The free propagation of neutrinos has also served as a sensitive probe of Lorentz symmetry. The Double Chooz experiment is designed to measure θ13 – the last of the three neutrino-mixing angles, which is responsible for the disappearance of reactor antineutrinos and is key in the possibility of CP violation in neutrinos. Using data from this experiment, a team from Massachusetts Institute of Technology has recently performed a search for sidereal variations of antineutrino oscillations in the context of the SME and also explored the effects of Lorentz violation in the form of possible neutrino–antineutrino oscillations. Other interferometric techniques reported at CPT’13 included sidereal studies performed using the semileptonic decay of B mesons in the DØ experiment at Fermilab and neutral kaons in the KLOE experiment at INFN’s Frascati National Laboratory. No compelling evidence of Lorentz violation has appeared but impressive new limits on SME coefficients that control deviations from exact symmetry have been established.

In the past, most studies of Lorentz violation have used the minimal SME as a theoretical framework. The minimal SME extends the Standard Model by incorporating only operators of mass dimension four or less, which guarantee power-counting renormalizability of the theory. One of the most ambitious goals in recent years has been the explicit identification and classification of SME operators of arbitrary mass dimension. The basics of the theory of these so-called non-minimal terms were presented in the photon sector in the previous meeting in this series – CPT’10 (CERN Courier October 2010 p29). In the intervening three years, several experimental searches have demonstrated the advantage of studying high-energy photons from astrophysical sources and the competitive sensitivity of different tabletop experiments.

Using astrophysical observations of sources of X and γ rays at cosmological distances, researchers from Washington University in St Louis reported on a systematic study of non-minimal operators in electrodynamics and provided new limits on photon SME coefficients.

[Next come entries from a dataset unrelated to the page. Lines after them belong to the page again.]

//! Public entry point for the marketplace ledger
//!
//! `Market` wires together storage, the single-writer actor, metrics and
//! the external payout collaborator, and exposes one typed async method
//! per operation. All mutations flow through the actor, so callers may
//! hold clones of `Market` across tasks without further synchronization.

use crate::actor::{spawn_market_actor, MarketHandle};
use crate::config::Config;
use crate::error::{Error, Result};
use crate::metrics::Metrics;
use crate::payout::{NoopPayout, Payout};
use crate::storage::Storage;
use crate::types::{
    AccountId, Amount, ContactDetails, Notification, Order, OrderId, OrderRequest, Product,
    ProductSpec, ProspectiveMerchant, ShopperRegistration, Sku, Store, StoreId, StoreSpec, User,
    UserId,
};
use std::sync::Arc;
use tokio::sync::broadcast;

/// Marketplace ledger service
#[derive(Clone)]
pub struct Market {
    /// Handle to the single-writer actor
    handle: MarketHandle,

    /// Change notification fan-out
    notifier: broadcast::Sender<Notification>,

    /// Metrics collector
    metrics: Metrics,

    /// Configuration
    config: Config,
}

impl Market {
    /// Open the market at the configured data directory
    ///
    /// Withdrawals are released through a no-op payout; use
    /// [`Market::open_with_payout`] to plug in a real one.
    pub async fn open(config: Config) -> Result<Self> {
        Self::open_with_payout(config, Box::new(NoopPayout)).await
    }

    /// Open the market with an external payout collaborator
    pub async fn open_with_payout(config: Config, payout: Box<dyn Payout>) -> Result<Self> {
        tracing::info!(data_dir = %config.data_dir.display(), "opening market");

        let storage = Arc::new(Storage::open(&config)?);
        let state = storage.load_state()?;
        let metrics =
            Metrics::new().map_err(|e| Error::Config(format!("metrics registry: {e}")))?;

        tracing::info!(
            users = state.user_count(),
            stores = state.store_count(),
            "state loaded"
        );

        let (handle, notifier) = spawn_market_actor(
            state,
            storage,
            payout,
            metrics.clone(),
            config.notifications.capacity,
        );

        Ok(Self {
            handle,
            notifier,
            metrics,
            config,
        })
    }

    /// Subscribe to change notifications
    ///
    /// Every successful mutation emits exactly one [`Notification`].
    /// Subscribers that lag past the configured capacity miss the oldest
    /// notifications.
    pub fn subscribe(&self) -> broadcast::Receiver<Notification> {
        self.notifier.subscribe()
    }

    /// Register the administrator
    pub async fn register_admin(&self, account: AccountId) -> Result<UserId> {
        self.handle.register_admin(account).await
    }

    /// Register a shopper with contact details
    pub async fn register_shopper(
        &self,
        account: AccountId,
        registration: ShopperRegistration,
    ) -> Result<UserId> {
        self.handle.register_shopper(account, registration).await
    }

    /// Overwrite the caller's contact details
    pub async fn update_contact(&self, account: AccountId, details: ContactDetails) -> Result<()> {
        self.handle.update_contact(account, details).await
    }

    /// Queue a merchant status request; returns the insertion index
    pub async fn request_merchant_status(
        &self,
        account: AccountId,
        name: String,
    ) -> Result<usize> {
        self.handle.request_merchant_status(account, name).await
    }

    /// Approve the pending merchant request at `index` (admin only)
    pub async fn approve_merchant(&self, account: AccountId, index: usize) -> Result<()> {
        self.handle.approve_merchant(account, index).await
    }

    /// Reject the pending merchant request at `index` (admin only)
    pub async fn reject_merchant(&self, account: AccountId, index: usize) -> Result<()> {
        self.handle.reject_merchant(account, index).await
    }

    /// Open a store (merchant only); returns the allocated store id
    pub async fn open_store(&self, account: AccountId, spec: StoreSpec) -> Result<StoreId> {
        self.handle.open_store(account, spec).await
    }

    /// Add a product to an owned store; returns the allocated sku
    pub async fn add_product(
        &self,
        account: AccountId,
        store_id: StoreId,
        spec: ProductSpec,
    ) -> Result<Sku> {
        self.handle.add_product(account, store_id, spec).await
    }

    /// Edit a product in an owned store
    pub async fn edit_product(
        &self,
        account: AccountId,
        sku: Sku,
        spec: ProductSpec,
    ) -> Result<()> {
        self.handle.edit_product(account, sku, spec).await
    }

    /// Place an order, escrowing the payment; returns the per-seller order id
    pub async fn place_order(&self, buyer: AccountId, request: OrderRequest) -> Result<OrderId> {
        self.handle.place_order(buyer, request).await
    }

    /// Ship a pending order, crediting the escrowed total to the seller
    pub async fn ship_order(&self, seller: AccountId, index: usize) -> Result<Amount> {
        self.handle.ship_order(seller, index).await
    }

    /// Withdraw from the caller's balance through the payout collaborator
    pub async fn withdraw(&self, account: AccountId, amount: Amount) -> Result<()> {
        self.handle.withdraw(account, amount).await
    }

    /// Toggle the circuit breaker (admin only); returns the new state
    pub async fn toggle_breaker(&self, account: AccountId) -> Result<bool> {
        self.handle.toggle_breaker(account).await
    }

    /// Look up a user
    pub async fn get_user(&self, account: AccountId) -> Result<Option<User>> {
        self.handle.get_user(account).await
    }

    /// Look up contact details
    pub async fn get_contact(&self, account: AccountId) -> Result<Option<ContactDetails>> {
        self.handle.get_contact(account).await
    }

    /// Pending merchant queue snapshot
    pub async fn prospective_merchants(&self) -> Result<Vec<ProspectiveMerchant>> {
        self.handle.prospective_merchants().await
    }

    /// Pending merchant queue length
    pub async fn prospective_merchant_count(&self) -> Result<usize> {
        self.handle.prospective_merchant_count().await
    }

    /// Look up a store
    pub async fn get_store(&self, store_id: StoreId) -> Result<Option<Store>> {
        self.handle.get_store(store_id).await
    }

    /// Ordered owned-store ids for an account
    pub async fn stores_owned(&self, account: AccountId) -> Result<Vec<StoreId>> {
        self.handle.stores_owned(account).await
    }

    /// Number of stores owned by an account
    pub async fn store_count_owned(&self, account: AccountId) -> Result<usize> {
        Ok(self.handle.stores_owned(account).await?.len())
    }

    /// Look up a product
    pub async fn get_product(&self, sku: Sku) -> Result<Option<Product>> {
        self.handle.get_product(sku).await
    }

    /// Pending order by seller and index
    pub async fn pending_order(&self, seller: AccountId, index: usize) -> Result<Option<Order>> {
        self.handle.pending_order(seller, index).await
    }

    /// Pending order count for a seller
    pub async fn order_count(&self, seller: AccountId) -> Result<usize> {
        self.handle.order_count(seller).await
    }

    /// Circuit breaker state
    pub async fn breaker_active(&self) -> Result<bool> {
        self.handle.breaker_active().await
    }

    /// Get metrics collector
    pub fn metrics(&self) -> &Metrics {
        &self.metrics
    }

    /// Get configuration
    pub fn config(&self) -> &Config {
        &self.config
    }

    /// Shut down the writer task
    pub async fn shutdown(&self) -> Result<()> {
        tracing::info!("shutting down market");
        self.handle.shutdown().await
    }
}

impl std::fmt::Debug for Market {
    fn fmt(&self, f: &mut std::fmt::Formatter<'_>) -> std::fmt::Result {
        f.debug_struct("Market")
            .field("config", &self.config)
            .finish_non_exhaustive()
    }
}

Using data from the HESS, MAGIC and VERITAS telescopes, the study searched for the possible energy dependence of the speed of high-energy photons. This is one of the unconventional effects predicted by the SME as a consequence of modified photon dispersion relations. The team now plans to use polarimetry measurements with future space telescopes to explore other effects predicted by the SME.

Despite the great sensitivity of high-energy photons, some Lorentz-violating effects are undetectable in astrophysical measurements. In this case, resonant cavities act as complementary probes of quantum-gravity effects. Microwave cavities and cryogenic sapphire oscillators have allowed scientists at the University of Western Australia to complete the first laboratory study of non-renormalizable operators in the SME. In Berlin, cryogenic optical resonators and systems of ultracold atomic quantum gases have been developed by researchers at Humboldt University as tools to test relativity, both on Earth and in space.

The remarkable number of experimental studies already performed has led to a vast number of experimental constraints on SME coefficients that control the various ways that Lorenz symmetry can be broken in different sectors of the theory. The results are compiled in a rapidly growing document – Data Tables for Lorentz and CPT Violation – which is updated every year. Nonetheless, many more effects remain unexplored. The CPT’13 meeting provided a welcome week-long opportunity to exchange ideas, initiate collaborations and share experimental and theoretical techniques among different sectors. The study of violations of Lorentz and CPT symmetry is a continuing and exciting adventure with many new directions still to be explored.